Hormone response elements (HREs) are considered enhancers, activating transcription in a relatively position- and orientation-independent fashion. Upon binding to an HRE, steroid receptors presumably contact coactivators and/or proteins associated with the transcription initiation complex. As a receptor target site is moved further from a fixed position such as the TATA box, not only will the spatial separation of the receptor with respect to its interaction partners change, so will the orientation due to the rotation of the DNA helix. Additional constraints may be imposed by the assembly of DNA into chromatin. Therefore, we have endeavored to test rigorously the assertion that HRE action is position independent. We have constructed a series of 42 chloramphenicol acetyltransferase expression vectors that contain a single progesterone/glucocorticoid receptor-binding site separated from a TATA box by 4 to 286 bp. The enhancer activity of the HRE was assessed after transient transfection of progesterone receptor-expressing fibroblasts. We find that the position of the HRE has a dramatic influence on induction by progestins. When closely juxtaposed to the TATA box, the HRE was unable to support a hormone response, perhaps due to direct steric hindrance with the transcription initiation complex. Full activity was gained by moving the HRE 10 bp further from the TATA sequence.
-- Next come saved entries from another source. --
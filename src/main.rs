mod cli;

use af_av::tools::{FFMPEG, FFPROBE};
use af_av::ToolRegistry;
use af_core::{CatalogEntry, Config};
use af_pipeline::{
    guard, DerivativeTask, ErrorSink, Orchestrator, Planner, RunSummary, Stamper, ToolRunner,
};
use archiveforge::{config, discover};

use anyhow::{Context, Result};
use clap::Parser;
use cli::{Cli, Commands};
use serde::Serialize;
use std::path::{Path, PathBuf};
use std::process::ExitCode;
use std::sync::Arc;

fn main() -> Result<ExitCode> {
    let cli = Cli::parse();

    // Respect RUST_LOG env var if set, otherwise use defaults based on verbose flag
    let env_filter = std::env::var("RUST_LOG").unwrap_or_else(|_| {
        if cli.verbose {
            "archiveforge=trace,af_pipeline=trace,af_av=debug,af_core=debug".to_string()
        } else {
            "archiveforge=info,af_pipeline=info,af_av=info".to_string()
        }
    });

    tracing_subscriber::fmt()
        .with_env_filter(&env_filter)
        .with_writer(std::io::stderr)
        .init();

    let config_path = cli.config.as_deref();
    match cli.command {
        Commands::Derive {
            catalog,
            mode,
            jobs,
            log,
        } => {
            let overrides = config::Overrides { mode, jobs, log };
            derive(&catalog, config_path, &overrides)
        }
        Commands::Stamp { dir, jobs, log } => {
            let overrides = config::Overrides {
                mode: None,
                jobs,
                log,
            };
            stamp(&dir, config_path, &overrides)
        }
        Commands::Plan {
            catalog,
            mode,
            json,
        } => {
            let overrides = config::Overrides {
                mode,
                ..Default::default()
            };
            plan(&catalog, config_path, &overrides, json).map(|()| ExitCode::SUCCESS)
        }
        Commands::CheckTools => check_tools(config_path).map(|()| ExitCode::SUCCESS),
        Commands::Validate {
            config: validate_path,
        } => {
            let path = validate_path.or(cli.config);
            validate_config(path.as_deref()).map(|()| ExitCode::SUCCESS)
        }
        Commands::Version => {
            println!("archiveforge {}", env!("CARGO_PKG_VERSION"));
            Ok(ExitCode::SUCCESS)
        }
    }
}

fn load(config_path: Option<&Path>, overrides: &config::Overrides) -> Result<Config> {
    let mut config = config::load_config_or_default(config_path)?;
    overrides.apply(&mut config);
    Ok(config)
}

fn open_sink(config: &Config) -> Result<Arc<ErrorSink>> {
    let path = &config.log.error_log;
    let sink = ErrorSink::open(path, config.log.console)
        .with_context(|| format!("Failed to open error log: {:?}", path))?;
    Ok(Arc::new(sink))
}

fn finish(summary: &RunSummary, sink: &ErrorSink) -> ExitCode {
    println!("\n{summary}");
    if summary.has_failures() {
        if let Some(path) = sink.path() {
            println!("Failures were recorded in {}", path.display());
        }
        ExitCode::FAILURE
    } else {
        ExitCode::SUCCESS
    }
}

fn derive(
    catalog: &Path,
    config_path: Option<&Path>,
    overrides: &config::Overrides,
) -> Result<ExitCode> {
    let config = load(config_path, overrides)?;
    let entries = af_core::load_catalog(catalog)?;

    let registry = ToolRegistry::discover(&config.tools);
    let ffmpeg = registry.require(FFMPEG)?.to_path_buf();
    let sink = open_sink(&config)?;
    let runner = Arc::new(ToolRunner::new(config.derive.tool_timeout()));

    tracing::info!("Loaded {} catalog entries from {:?}", entries.len(), catalog);
    let orchestrator = Orchestrator::new(&config, ffmpeg, runner, Arc::clone(&sink));

    let rt = tokio::runtime::Runtime::new()?;
    let summary = rt.block_on(orchestrator.run(entries));
    Ok(finish(&summary, &sink))
}

fn stamp(dir: &Path, config_path: Option<&Path>, overrides: &config::Overrides) -> Result<ExitCode> {
    let config = load(config_path, overrides)?;
    if !dir.is_dir() {
        anyhow::bail!("Directory does not exist: {:?}", dir);
    }

    let registry = ToolRegistry::discover(&config.tools);
    let ffmpeg = registry.require(FFMPEG)?.to_path_buf();
    let ffprobe = registry.require(FFPROBE)?.to_path_buf();
    let sink = open_sink(&config)?;
    let runner = Arc::new(ToolRunner::new(config.derive.tool_timeout()));

    let files = discover::stamp_candidates(dir, &config);
    tracing::info!("Found {} files to check under {:?}", files.len(), dir);
    let stamper = Stamper::new(&config, ffmpeg, ffprobe, runner, Arc::clone(&sink));

    let rt = tokio::runtime::Runtime::new()?;
    let summary = rt.block_on(stamper.run(files));
    Ok(finish(&summary, &sink))
}

/// One catalog entry as shown by `plan`.
#[derive(Serialize)]
struct PlannedEntry {
    source: PathBuf,
    source_exists: bool,
    tasks: Vec<PlannedTask>,
}

#[derive(Serialize)]
struct PlannedTask {
    #[serde(flatten)]
    task: DerivativeTask,
    skip: bool,
    args: Vec<String>,
}

fn plan(
    catalog: &Path,
    config_path: Option<&Path>,
    overrides: &config::Overrides,
    json: bool,
) -> Result<()> {
    let config = load(config_path, overrides)?;
    let entries = af_core::load_catalog(catalog)?;

    let registry = ToolRegistry::discover(&config.tools);
    let ffmpeg = registry
        .require(FFMPEG)
        .map(Path::to_path_buf)
        .unwrap_or_else(|_| PathBuf::from(FFMPEG));
    let planner = Planner::new(&config, ffmpeg);

    let planned: Vec<PlannedEntry> = entries
        .iter()
        .map(|entry| plan_entry(&planner, entry, &config))
        .collect();

    if json {
        println!("{}", serde_json::to_string_pretty(&planned)?);
        return Ok(());
    }

    println!("Mode: {}", config.derive.mode);
    for entry in &planned {
        if !entry.source_exists {
            println!("\n{} [source missing]", entry.source.display());
            continue;
        }
        println!("\n{}", entry.source.display());
        for planned in &entry.tasks {
            let status = if planned.skip { "exists, skip" } else { "run" };
            println!(
                "  {} ({:?}) -> {} [{}]",
                planned.task.kind.label(),
                planned.task.strategy,
                planned.task.output_path.display(),
                status
            );
            if !planned.skip {
                println!("      {} {}", planned.task.command.tool_name(), planned.args.join(" "));
            }
        }
    }

    let total: usize = planned.iter().map(|e| e.tasks.len()).sum();
    let to_run = planned
        .iter()
        .flat_map(|e| &e.tasks)
        .filter(|t| !t.skip)
        .count();
    println!("\n[DRY RUN] {to_run} of {total} tasks would run");
    Ok(())
}

fn plan_entry(planner: &Planner, entry: &CatalogEntry, config: &Config) -> PlannedEntry {
    let source = entry.source_path();
    let source_exists = source.is_file();
    let tasks = if source_exists {
        planner
            .plan(entry, config.derive.mode)
            .into_iter()
            .map(|task| PlannedTask {
                skip: guard::check_output(&task.output_path).should_skip(),
                args: task.command.to_args(),
                task,
            })
            .collect()
    } else {
        Vec::new()
    };
    PlannedEntry {
        source,
        source_exists,
        tasks,
    }
}

fn check_tools(config_path: Option<&Path>) -> Result<()> {
    let config = config::load_config_or_default(config_path)?;
    println!("Checking external tools...\n");

    let tools = ToolRegistry::discover(&config.tools).check_all();
    let mut all_ok = true;

    for tool in &tools {
        let status = if tool.available {
            "✓"
        } else {
            all_ok = false;
            "✗"
        };

        print!("{} {}", status, tool.name);

        if let Some(ref version) = tool.version {
            print!(" ({})", version);
        }

        if let Some(ref path) = tool.path {
            print!(" - {}", path.display());
        }

        println!();
    }

    println!();
    if all_ok {
        println!("All required tools are available!");
    } else {
        println!("Some tools are missing. Install ffmpeg (which provides ffprobe) to derive and stamp.");
    }

    Ok(())
}

fn validate_config(path: Option<&Path>) -> Result<()> {
    let (config, source) = match path {
        Some(p) => {
            println!("Validating config: {:?}", p);
            (config::load_config(p)?, p.display().to_string())
        }
        None => match config::find_default_config() {
            Some(p) => {
                println!("Validating config: {:?}", p);
                (config::load_config(&p)?, p.display().to_string())
            }
            None => {
                println!("No config file found, using defaults");
                (Config::default(), "defaults".to_string())
            }
        },
    };

    let warnings = config.validate();
    println!("✓ Configuration is valid ({source})");
    println!("  Mode: {}", config.derive.mode);
    println!(
        "  Workers: {} (timeout: {})",
        config.derive.workers(),
        match config.derive.tool_timeout() {
            Some(t) => format!("{}s", t.as_secs()),
            None => "none".to_string(),
        }
    );
    println!(
        "  Master: {}/<name>{}.{} ({})",
        config.derive.master.directory,
        config.derive.master.suffix,
        config.derive.master.extension,
        config.derive.master.video_codec
    );
    println!(
        "  Proxy: {}/<name>{}.{} ({})",
        config.derive.proxy.directory,
        config.derive.proxy.suffix,
        config.derive.proxy.extension,
        config.derive.proxy.video_codec
    );
    println!("  Metadata fields: {}", config.metadata.fields().len());
    println!("  Error log: {}", config.log.error_log.display());
    for warning in &warnings {
        println!("  ! {warning}");
    }

    Ok(())
}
As the HRE was moved incrementally further, activity remained near maximal over the next 26 bp. HRE activity then declined over the subsequent 26 bp and remained low for another 2.5 helical turns. Surprisingly, a narrow window of HRE activity occurred at an HRE-TATA box separation of 90-100 bp. Little or no hormone-induced transcriptional activity was observed when the HRE was positioned further from the TATA box. The addition of a second HRE or a basal (nuclear factor-1) element failed to relieve this constraint. A similar series of experiments was carried out in a mammary carcinoma cell line that expressed high levels of both glucocorticoid and progestin receptors. Data in these cells indicate that glucocorticoids and progestins supported a similar HRE position-activity profile, but this pattern of HRE activity was quite distinct from that seen in fibroblasts. This may be indicative of cell type-specific interactions between steroid receptors and adapter/coactivator proteins or cell type-specific activities such as acetylases or deacetylases participating in the steroid response.